A star grouping first discovered more than 180 years ago, but never really investigated in detail by astronomers, may hold the key towards making it easier for us to detect extrasolar planets. The cosmic formation is called NGC 6774, or Ruprecht 147.
What is interesting about this particular structure is that the stars it contains are not bound together tightly – as similar objects inside clusters are – but rather they interact with each other via gravity only loosely, enough for the formation to maintain some degree of integrity.
By studying it, astronomers hope to be able to gain a deeper understanding of how Sun-like stars appear and develop. Since the main goal of exoplanetary research today is to find Earth-like stars, the natural stellar candidates to host these worlds are those similar to our own star.
In other words, experts are interested in finding out how G-type yellow dwarfs appear and develop. NGC 6774 is especially well suited to help in this regard, considering its physical properties, and the fact that it contains large numbers of such stars.

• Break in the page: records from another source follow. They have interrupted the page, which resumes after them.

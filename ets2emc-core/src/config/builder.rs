// ============================================================================
// ets2emc-core/src/config/builder.rs
// ============================================================================
//
// CONFIGURATION BUILDER: Builder Pattern for ConvertConfig
//
// Provides a fluent API for assembling a ConvertConfig from command-line
// options or test fixtures. Optional string settings given as empty strings
// are treated as unset.

use super::ConvertConfig;

/// Builder for creating ConvertConfig instances.
///
/// # Examples
///
/// ```rust
/// use ets2emc_core::config::ConvertConfigBuilder;
///
/// let config = ConvertConfigBuilder::new()
///     .template_name("Web renditions")
///     .description("Converted from Elastic Transcoder")
///     .category("web")
///     .camel_case_output(true)
///     .build();
/// assert!(config.is_template());
/// ```
#[derive(Debug, Clone, Default)]
pub struct ConvertConfigBuilder {
    config: ConvertConfig,
}

impl ConvertConfigBuilder {
    /// Creates a new ConvertConfigBuilder with default values.
    ///
    /// # Returns
    ///
    /// * A new ConvertConfigBuilder instance
    pub fn new() -> Self {
        Self::default()
    }

    /// Sets whether static defaults are inserted for "auto" settings.
    ///
    /// # Arguments
    ///
    /// * `insert` - Whether to insert defaults
    ///
    /// # Returns
    ///
    /// * The builder instance for method chaining
    pub fn insert_defaults(mut self, insert: bool) -> Self {
        self.config.insert_defaults = insert;
        self
    }

    /// Sets whether the rendered document keeps camelCase property names.
    pub fn camel_case_output(mut self, camel: bool) -> Self {
        self.config.camel_case_output = camel;
        self
    }

    /// Sets the job template name, enabling template mode.
    pub fn template_name<S: Into<String>>(mut self, name: S) -> Self {
        self.config.template_name = non_empty(name.into());
        self
    }

    /// Sets the job template description.
    pub fn description<S: Into<String>>(mut self, description: S) -> Self {
        self.config.description = non_empty(description.into());
        self
    }

    /// Sets the job template category.
    pub fn category<S: Into<String>>(mut self, category: S) -> Self {
        self.config.category = non_empty(category.into());
        self
    }

    /// Sets the IAM role ARN of the converted job.
    pub fn role_arn<S: Into<String>>(mut self, role_arn: S) -> Self {
        self.config.role_arn = non_empty(role_arn.into());
        self
    }

    /// Sets the playlist format used for standalone preset conversion.
    ///
    /// # Arguments
    ///
    /// * `format` - One of HLSv3, HLSv4, Smooth or MPEG-DASH
    ///
    /// # Returns
    ///
    /// * The builder instance for method chaining
    pub fn playlist_format<S: Into<String>>(mut self, format: S) -> Self {
        self.config.playlist_format = non_empty(format.into());
        self
    }

    /// Builds the ConvertConfig instance.
    pub fn build(self) -> ConvertConfig {
        self.config
    }
}

fn non_empty(value: String) -> Option<String> {
    if value.is_empty() { None } else { Some(value) }
}

#[cfg(test)]
mod tests {
    use super::*;

    #[test]
    fn defaults_are_all_off() {
        let config = ConvertConfigBuilder::new().build();
        assert_eq!(config, ConvertConfig::default());
        assert!(!config.insert_defaults);
        assert!(!config.camel_case_output);
        assert!(!config.is_template());
    }

    #[test]
    fn empty_strings_are_treated_as_unset() {
        let config = ConvertConfigBuilder::new()
            .template_name("")
            .role_arn("arn:aws:iam::1:role/r")
            .playlist_format("")
            .build();
        assert!(!config.is_template());
        assert_eq!(config.role_arn.as_deref(), Some("arn:aws:iam::1:role/r"));
        assert_eq!(config.playlist_format, None);
    }
}
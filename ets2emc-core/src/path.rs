//! Structural paths into a source document.
//!
//! Every non-scalar node of a loaded source document carries the sequence of
//! keys and indices that lead to it from the document root. Paths are used to
//! tag diagnostics and never influence translation decisions.

use serde::{Deserialize, Serialize};
use std::fmt;

/// One step of a [`Path`]: an object key or an array index.
#[derive(Debug, Clone, PartialEq, Eq, Hash, Serialize, Deserialize)]
#[serde(untagged)]
pub enum PathSegment {
    Key(String),
    Index(usize),
}

/// An ordered sequence of keys and indices from a document root.
#[derive(Debug, Clone, Default, PartialEq, Eq, Hash, Serialize, Deserialize)]
#[serde(transparent)]
pub struct Path(Vec<PathSegment>);

impl Path {
    /// The empty path.
    pub fn root() -> Self {
        Self(Vec::new())
    }

    /// Builds a path from a list of keys.
    pub fn from_keys<I, S>(keys: I) -> Self
    where
        I: IntoIterator<Item = S>,
        S: Into<String>,
    {
        Self(keys.into_iter().map(|k| PathSegment::Key(k.into())).collect())
    }

    /// Returns a new path extended by an object key.
    pub fn key(&self, key: impl Into<String>) -> Self {
        let mut segments = self.0.clone();
        segments.push(PathSegment::Key(key.into()));
        Self(segments)
    }

    /// Returns a new path extended by an array index.
    pub fn index(&self, index: usize) -> Self {
        let mut segments = self.0.clone();
        segments.push(PathSegment::Index(index));
        Self(segments)
    }

    pub fn segments(&self) -> &[PathSegment] {
        &self.0
    }

    pub fn is_empty(&self) -> bool {
        self.0.is_empty()
    }
}

impl fmt::Display for Path {
    /// Renders the path as `job.outputs[2].presetId`.
    fn fmt(&self, f: &mut fmt::Formatter<'_>) -> fmt::Result {
        for (i, segment) in self.0.iter().enumerate() {
            match segment {
                PathSegment::Key(key) if i == 0 => write!(f, "{}", key)?,
                PathSegment::Key(key) => write!(f, ".{}", key)?,
                PathSegment::Index(index) => write!(f, "[{}]", index)?,
            }
        }
        Ok(())
    }
}

/// Decorates a freshly parsed source node, and all of its object-valued
/// descendants, with their structural paths.
///
/// Implementations consume the undecorated value and return the decorated
/// one, so a document is never observed half-decorated.
pub trait AttachPaths: Sized {
    fn attach_paths(self, path: &Path) -> Self;
}

impl<T: AttachPaths> AttachPaths for Option<T> {
    fn attach_paths(self, path: &Path) -> Self {
        self.map(|value| value.attach_paths(path))
    }
}

impl<T: AttachPaths> AttachPaths for Vec<T> {
    fn attach_paths(self, path: &Path) -> Self {
        self.into_iter()
            .enumerate()
            .map(|(i, value)| value.attach_paths(&path.index(i)))
            .collect()
    }
}
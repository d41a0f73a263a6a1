// ============================================================================
// ets2emc-core/src/translate/audio.rs
// ============================================================================
//
// AUDIO: Audio parameters to an audio description
//
// Every rule here is independent of the others: codec lookup, sample rate and
// channel defaults, AAC coding mode and profile, bitrate support and packing
// mode. "auto" values follow the insert-defaults policy: a static fallback
// plus a warning when enabled, an absent value plus an error otherwise.

use super::{Context, parse_int, scaled};
use crate::path::Path;
use crate::source::{AUTO, AudioParameters};
use crate::target::codec::{
    AacCodingMode, AacProfile, AacSettings, AudioCodecSettings, LosslessSettings, LossySettings,
    VorbisSettings,
};
use crate::target::job::AudioDescription;

/// Name of the single audio selector every converted input declares.
pub const AUDIO_SELECTOR_NAME: &str = "Audio Selector 1";

/// Channel count applied when channels are "auto" and defaults are inserted.
const DEFAULT_CHANNELS: i64 = 2;

/// Target audio codecs reachable from the source schema.
#[derive(Debug, Clone, Copy, PartialEq, Eq)]
pub enum AudioCodec {
    Aac,
    Flac,
    Mp2,
    Mp3,
    Wav,
    Vorbis,
}

impl AudioCodec {
    pub fn from_source(codec: &str) -> Option<Self> {
        match codec {
            "AAC" => Some(Self::Aac),
            "flac" => Some(Self::Flac),
            "mp2" => Some(Self::Mp2),
            "mp3" => Some(Self::Mp3),
            "pcm" => Some(Self::Wav),
            "vorbis" => Some(Self::Vorbis),
            _ => None,
        }
    }

    /// Whether the target encoder takes an explicit bitrate.
    pub fn supports_bitrate(self) -> bool {
        matches!(self, Self::Aac | Self::Mp2 | Self::Mp3)
    }

    /// Static sample rate applied to "auto" when defaults are inserted.
    pub fn default_sample_rate(self) -> i64 {
        match self {
            Self::Wav => 44_100,
            _ => 48_000,
        }
    }
}

pub fn translate_audio(audio: &AudioParameters, cx: &mut Context<'_>) -> AudioDescription {
    let source_codec = audio.codec.as_deref().unwrap_or_default();
    let codec = AudioCodec::from_source(source_codec);

    if let Some(mode @ ("OneChannelPerTrack" | "OneChannelPerTrackWithMosTo8Tracks")) =
        audio.audio_packing_mode.as_deref()
    {
        cx.warn(
            &audio.path.key("audioPackingMode"),
            format!(
                "The converter has not retained {mode} audio packing mode. For MediaConvert audio \
                 mixing features, see \
                 https://docs.aws.amazon.com/mediaconvert/latest/ug/more-about-audio-tracks-selectors.html \
                 https://docs.aws.amazon.com/mediaconvert/latest/ug/audio-descriptions.html"
            ),
        );
    }

    if audio.bit_rate.is_some() && !codec.is_some_and(AudioCodec::supports_bitrate) {
        cx.warn(
            &audio.path.key("bitRate"),
            format!("MediaConvert does not support {source_codec} bitrate. This setting is ignored."),
        );
    }

    AudioDescription {
        codec_settings: match codec {
            Some(codec) => Some(codec_settings(codec, audio, cx)),
            None if source_codec.is_empty() => None,
            None => Some(AudioCodecSettings::Unmapped {
                codec: source_codec.to_string(),
            }),
        },
        audio_source_name: AUDIO_SELECTOR_NAME.to_string(),
    }
}

fn codec_settings(codec: AudioCodec, audio: &AudioParameters, cx: &mut Context<'_>) -> AudioCodecSettings {
    let sample_rate = sample_rate(codec, audio, cx);
    let bitrate = if codec.supports_bitrate() {
        scaled(parse_int(audio.bit_rate.as_deref()), 1000, &audio.path.key("bitRate"), cx)
    } else {
        None
    };
    let bit_depth = parse_int(
        audio
            .codec_options
            .as_ref()
            .and_then(|o| o.bit_depth.as_deref()),
    );

    match codec {
        AudioCodec::Aac => AudioCodecSettings::Aac {
            settings: AacSettings {
                sample_rate,
                bitrate,
                coding_mode: coding_mode(audio, cx),
                codec_profile: audio
                    .codec_options
                    .as_ref()
                    .and_then(|o| o.profile.as_deref())
                    .and_then(aac_profile),
            },
        },
        AudioCodec::Flac => AudioCodecSettings::Flac {
            settings: LosslessSettings {
                sample_rate,
                channels: channels(audio, cx),
                bit_depth,
            },
        },
        AudioCodec::Wav => AudioCodecSettings::Wav {
            settings: LosslessSettings {
                sample_rate,
                channels: channels(audio, cx),
                bit_depth,
            },
        },
        AudioCodec::Mp2 => AudioCodecSettings::Mp2 {
            settings: LossySettings {
                sample_rate,
                bitrate,
                channels: channels(audio, cx),
            },
        },
        AudioCodec::Mp3 => AudioCodecSettings::Mp3 {
            settings: LossySettings {
                sample_rate,
                bitrate,
                channels: channels(audio, cx),
            },
        },
        AudioCodec::Vorbis => AudioCodecSettings::Vorbis {
            settings: VorbisSettings {
                sample_rate,
                channels: channels(audio, cx),
            },
        },
    }
}

fn aac_profile(profile: &str) -> Option<AacProfile> {
    match profile {
        "AAC-LC" => Some(AacProfile::Lc),
        "HE-AAC" => Some(AacProfile::Hev1),
        "HE-AACv2" => Some(AacProfile::Hev2),
        _ => None,
    }
}

fn sample_rate(codec: AudioCodec, audio: &AudioParameters, cx: &mut Context<'_>) -> Option<i64> {
    if audio.sample_rate.as_deref() != Some(AUTO) {
        return parse_int(audio.sample_rate.as_deref());
    }
    let default = codec.default_sample_rate();
    resolve_auto(
        cx,
        &audio.path.key("sampleRate"),
        &format!("The audio sample rate for {} is set to 'auto'.", source_name(audio)),
        "Audio sample rate",
        default,
        default.to_string(),
    )
}

fn channels(audio: &AudioParameters, cx: &mut Context<'_>) -> Option<i64> {
    if audio.channels.as_deref() != Some(AUTO) {
        return parse_int(audio.channels.as_deref());
    }
    resolve_auto(
        cx,
        &audio.path.key("channels"),
        &format!("The audio channels for {} is set to 'auto'.", source_name(audio)),
        "Audio channels",
        DEFAULT_CHANNELS,
        DEFAULT_CHANNELS.to_string(),
    )
}

/// AAC expresses the channel count as a coding mode.
fn coding_mode(audio: &AudioParameters, cx: &mut Context<'_>) -> Option<AacCodingMode> {
    match audio.channels.as_deref() {
        Some(AUTO) => resolve_auto(
            cx,
            &audio.path.key("channels"),
            &format!("The audio channels for {} is set to 'auto'.", source_name(audio)),
            "Audio channels",
            AacCodingMode::Stereo,
            "CODING_MODE_2_0".to_string(),
        ),
        Some("1") => Some(AacCodingMode::Mono),
        Some("2") => Some(AacCodingMode::Stereo),
        _ => None,
    }
}

fn source_name(audio: &AudioParameters) -> &str {
    audio.codec.as_deref().unwrap_or_default()
}

/// Applies the insert-defaults policy to a required value set to "auto".
fn resolve_auto<T>(
    cx: &mut Context<'_>,
    path: &Path,
    subject: &str,
    setting: &str,
    default: T,
    default_label: String,
) -> Option<T> {
    if cx.config.insert_defaults {
        cx.warn(
            path,
            format!("{subject} The converter has applied a static default value of {default_label}."),
        );
        Some(default)
    } else {
        cx.error(
            path,
            format!("{subject} {setting} is required, but no default value has been applied."),
        );
        None
    }
}

#[cfg(test)]
mod tests {
    use super::*;
    use crate::config::{ConvertConfig, ConvertConfigBuilder};
    use crate::diagnostics::Level;
    use crate::path::AttachPaths;
    use crate::target::render;
    use serde_json::json;

    fn audio(fields: serde_json::Value) -> AudioParameters {
        let audio: AudioParameters = serde_json::from_value(fields).unwrap();
        audio.attach_paths(&Path::from_keys(["preset", "test", "audio"]))
    }

    #[test]
    fn converts_aac() {
        let config = ConvertConfig::default();
        let mut cx = Context::new(&config);
        let params = audio(json!({
            "codec": "AAC",
            "channels": "2",
            "sampleRate": "44100",
            "bitRate": "128",
            "codecOptions": { "profile": "AAC-LC" }
        }));

        let description = translate_audio(&params, &mut cx);
        assert_eq!(
            render(&description, true).unwrap(),
            json!({
                "codecSettings": {
                    "codec": "AAC",
                    "aacSettings": {
                        "sampleRate": 44100,
                        "bitrate": 128000,
                        "codingMode": "CODING_MODE_2_0",
                        "codecProfile": "LC"
                    }
                },
                "audioSourceName": "Audio Selector 1"
            })
        );
        assert!(cx.diagnostics.is_empty());
    }

    #[test]
    fn concrete_input_translates_idempotently() {
        let config = ConvertConfig::default();
        let mut cx = Context::new(&config);
        let params = audio(json!({ "codec": "mp3", "channels": "1", "sampleRate": "32000", "bitRate": "96" }));

        let first = translate_audio(&params, &mut cx);
        let second = translate_audio(&params, &mut cx);
        assert_eq!(first, second);
        assert!(cx.diagnostics.is_empty());
    }

    #[test]
    fn auto_values_follow_the_insert_defaults_policy() {
        for codec in ["AAC", "flac", "mp2", "mp3", "pcm", "vorbis"] {
            let params = audio(json!({ "codec": codec, "channels": "auto", "sampleRate": "auto" }));

            let config = ConvertConfigBuilder::new().insert_defaults(true).build();
            let mut cx = Context::new(&config);
            let inserted = render(&translate_audio(&params, &mut cx), true).unwrap();
            assert_eq!(cx.diagnostics.len(), 2, "{codec}");
            assert!(cx.diagnostics.messages().iter().all(|m| m.level == Level::Warn));

            let settings = inserted["codecSettings"]
                .as_object()
                .and_then(|o| o.iter().find(|(k, _)| k.ends_with("Settings")))
                .map(|(_, v)| v.clone())
                .unwrap();
            let expected_rate = if codec == "pcm" { 44100 } else { 48000 };
            assert_eq!(settings["sampleRate"], json!(expected_rate), "{codec}");
            if codec == "AAC" {
                assert_eq!(settings["codingMode"], json!("CODING_MODE_2_0"));
            } else {
                assert_eq!(settings["channels"], json!(2), "{codec}");
            }

            let config = ConvertConfig::default();
            let mut cx = Context::new(&config);
            let omitted = render(&translate_audio(&params, &mut cx), true).unwrap();
            assert_eq!(cx.diagnostics.errors().len(), 2, "{codec}");
            assert_eq!(cx.diagnostics.len(), 2);
            let settings = omitted["codecSettings"]
                .as_object()
                .and_then(|o| o.iter().find(|(k, _)| k.ends_with("Settings")))
                .map(|(_, v)| v.clone())
                .unwrap();
            assert!(settings.get("sampleRate").is_none());
            assert!(settings.get("channels").is_none());
            assert!(settings.get("codingMode").is_none());
        }
    }

    #[test]
    fn bitrate_is_ignored_for_codecs_without_one() {
        let config = ConvertConfig::default();
        let mut cx = Context::new(&config);
        let params = audio(json!({ "codec": "flac", "channels": "2", "sampleRate": "48000", "bitRate": "320", "codecOptions": { "bitDepth": "24" } }));

        let description = translate_audio(&params, &mut cx);
        assert_eq!(
            description.codec_settings,
            Some(AudioCodecSettings::Flac {
                settings: LosslessSettings {
                    sample_rate: Some(48000),
                    channels: Some(2),
                    bit_depth: Some(24),
                }
            })
        );
        let warnings = cx.diagnostics.warnings();
        assert_eq!(warnings.len(), 1);
        assert_eq!(warnings[0].path.to_string(), "preset.test.audio.bitRate");
        assert!(warnings[0].message.contains("does not support flac bitrate"));
    }

    #[test]
    fn packing_modes_without_equivalent_warn() {
        for mode in ["OneChannelPerTrack", "OneChannelPerTrackWithMosTo8Tracks"] {
            let config = ConvertConfig::default();
            let mut cx = Context::new(&config);
            let params = audio(json!({ "codec": "pcm", "channels": "2", "sampleRate": "48000", "audioPackingMode": mode }));
            translate_audio(&params, &mut cx);
            assert_eq!(cx.diagnostics.warnings().len(), 1);
            assert!(cx.diagnostics.messages()[0].message.contains(mode));
        }
    }

    #[test]
    fn unknown_codec_passes_through_without_settings() {
        let config = ConvertConfig::default();
        let mut cx = Context::new(&config);
        let params = audio(json!({ "codec": "opus", "channels": "2" }));
        let description = translate_audio(&params, &mut cx);
        assert_eq!(
            render(&description, true).unwrap(),
            json!({ "codecSettings": { "codec": "opus" }, "audioSourceName": "Audio Selector 1" })
        );
        assert!(cx.diagnostics.is_empty());
    }

    #[test]
    fn bitrate_out_of_range_is_dropped() {
        let config = ConvertConfig::default();
        let mut cx = Context::new(&config);
        let params = audio(json!({
            "codec": "mp3",
            "channels": "2",
            "sampleRate": "44100",
            "bitRate": "9223372036854775807"
        }));

        let value = render(&translate_audio(&params, &mut cx), true).unwrap();
        assert_eq!(value["codecSettings"]["mp3Settings"].get("bitrate"), None);
        assert_eq!(value["codecSettings"]["mp3Settings"]["sampleRate"], 44100);
        let warnings = cx.diagnostics.warnings();
        assert_eq!(warnings.len(), 1);
        assert_eq!(warnings[0].path.to_string(), "preset.test.audio.bitRate");
    }
}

Details of a new investigation of the stellar association, conducted by a team from the Pennsylvania State University (Penn State), appear in a paper that has been submitted for publication in the renowned Astronomical Journal, and will appear in a future issue of the magazine.
“We have discovered that a previously unappreciated open star cluster, which is a little younger than our Sun, holds great promise for use as a standard gauge in fundamental stellar astrophysics,” says Penn State assistant professor of astronomy and astrophysics, Jason T. Wright.
He is the one who conceived and initiated the new research, and will present the study later this month, at the 17th Cambridge Workshop on Cool Stars, Stellar Systems, and the Sun, to be held in Barcelona, Spain, Astrobiology Magazine
“The cluster was rediscovered in the 1960s by Jaroslav Ruprecht, which is how it got its current name, but until now no astronomers paid it any special attention, probably because many presumed it was an asterism – a chance alignment of unrelated stars,” the scientist explains.
The study was conducted using the wide-field cameras on the MMT telescope, in Arizona, and the Canada-France-Hawaii Telescope, on Mauna Kea, in Hawaii. Even so, due to the vast area that the cluster covers, researchers had to snap multiple pictures, and then combine them in larger mosaics.
Ruprecht 147 was found to contain stars that are, on average, 2.5 billion years old, or about half the age of the Sun. They are about the same age that our star was when the first multicellular lifeforms are believed to have appeared here on Earth.
“Our project with this important cluster is just beginning. Eventually, it is going to let us find and study nearby stars with a mass like the Sun's, to help in the hunt for Earth-like planets, and to test and improve the models astronomers use to understand the evolution of stars including our own Sun,” Wright concludes.